On Earth, numerous organisms have evolved a sessile lifestyle after a motile stage, such as corals, barnacles, and sea lilies. Many, like coral polyps, begin life as free-swimming larvae before settling onto a substrate, where they remain for the rest of their existence. Magtrogs exhibit a comparable life cycle, with their early planktonic stage playing a crucial ecological role.  In their juvenile form, known as Pipants, young magtrogs are released en masse from the mouth of a fertilized adult, dispersing into the ocean as free-floating larvae.
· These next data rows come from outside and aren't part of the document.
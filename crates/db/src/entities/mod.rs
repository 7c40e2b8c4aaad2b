//! `SeaORM` entity definitions.

pub mod attendance;
pub mod audit_logs;
pub mod employee_profiles;
pub mod leave_balances;
pub mod leave_requests;
pub mod payruns;
pub mod payslips;
pub mod sea_orm_active_enums;
pub mod users;
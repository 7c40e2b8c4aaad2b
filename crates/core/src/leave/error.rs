//! Leave ledger error types.

use thiserror::Error;
use payline_shared::types::LeaveRequestId;

use crate::leave::types::{LeaveStatus, LeaveType};

/// Errors that can occur during leave operations.
#[derive(Debug, Error)]
pub enum LeaveError {
    /// Malformed input, e.g. end date before start date.
    #[error("Invalid leave request: {0}")]
    Validation(String),

    /// The actor's role does not permit the operation.
    #[error("Forbidden: {0}")]
    Forbidden(String),

    /// Leave request does not exist.
    #[error("Leave request {0} not found")]
    NotFound(LeaveRequestId),

    /// The range overlaps an approved leave of the same employee.
    #[error("Overlaps approved leave {conflicting}")]
    OverlapsApprovedLeave {
        /// The approved request that overlaps.
        conflicting: String,
    },

    /// The balance does not cover the requested days.
    #[error("Insufficient {leave_type} balance: requested {requested} day(s), available {available}")]
    InsufficientBalance {
        /// The leave type being drawn on.
        leave_type: LeaveType,
        /// Days requested.
        requested: i64,
        /// Days available.
        available: i64,
    },

    /// The request is no longer pending.
    #[error("Leave request is {status}, only PENDING requests can change")]
    InvalidState {
        /// The request's current status.
        status: LeaveStatus,
    },

    /// Database error.
    #[error("Database error: {0}")]
    Database(String),
}

impl LeaveError {
    /// Returns the HTTP status code for this error.
    #[must_use]
    pub fn status_code(&self) -> u16 {
        match self {
            Self::Validation(_) | Self::InsufficientBalance { .. } | Self::InvalidState { .. } => {
                400
            }
            Self::Forbidden(_) => 403,
            Self::NotFound(_) => 404,
            Self::OverlapsApprovedLeave { .. } => 409,
            Self::Database(_) => 500,
        }
    }

    /// Returns the error code for API responses.
    #[must_use]
    pub fn error_code(&self) -> &'static str {
        match self {
            Self::Validation(_) => "VALIDATION_ERROR",
            Self::Forbidden(_) => "FORBIDDEN",
            Self::NotFound(_) => "LEAVE_NOT_FOUND",
            Self::OverlapsApprovedLeave { .. } => "LEAVE_OVERLAP",
            Self::InsufficientBalance { .. } => "INSUFFICIENT_BALANCE",
            Self::InvalidState { .. } => "INVALID_STATE",
            Self::Database(_) => "DATABASE_ERROR",
        }
    }
}

#[cfg(test)]
mod tests {
    use super::*;

    #[test]
    fn test_insufficient_balance_is_bad_request() {
        let err = LeaveError::InsufficientBalance {
            leave_type: LeaveType::Casual,
            requested: 4,
            available: 3,
        };
        assert_eq!(err.status_code(), 400);
        assert_eq!(err.error_code(), "INSUFFICIENT_BALANCE");
        assert!(err.to_string().contains("CASUAL"));
    }

    #[test]
    fn test_overlap_is_conflict() {
        let err = LeaveError::OverlapsApprovedLeave {
            conflicting: LeaveRequestId::new().to_string(),
        };
        assert_eq!(err.status_code(), 409);
    }

    #[test]
    fn test_state_and_lookup_errors() {
        let err = LeaveError::InvalidState {
            status: LeaveStatus::Approved,
        };
        assert_eq!(err.status_code(), 400);
        assert!(err.to_string().contains("APPROVED"));

        assert_eq!(LeaveError::NotFound(LeaveRequestId::new()).status_code(), 404);
        assert_eq!(LeaveError::Forbidden("x".into()).status_code(), 403);
        assert_eq!(LeaveError::Database("x".into()).status_code(), 500);
    }
}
Most Pipants will live out their entire existence in this stage, forming a significant part of Atmos’s planktonic ecosystem and feeding thousands of species. However, a select few will undergo fertilization, triggering their transformation into sessile adults. These individuals will anchor themselves to the seafloor, growing larger as they transition into the stationary “Magtroglodyte” stage, where they serve as permanent nutrient processors in the benthic ecosystem.

Ossacorpusis

In what would eventually come to be the most succesful lineage of heterotrophs, Ossacorpusis (Skeletal Bodies) adapted by developing an internal skeletal structure. These creatures evolved a rigid internal framework, providing greater structural support and enabling more efficient movement. Like analogous species on Earth, such as Haikouichthys and Myllokunmingia, ossacorps likely began with a notochord-like structure, serving as a precursor to more rigid skeletal systems. With this adaptation, ossacorps could grow larger, develop more specialized organs and tissues, and explore new ecological niches. Their internal skeletons would also facilitate a range of locomotion strategies, from crawling and swimming to burrowing and climbing, to eventually walking and flying, one day allowing them to dominate various marine and terrestrial environments.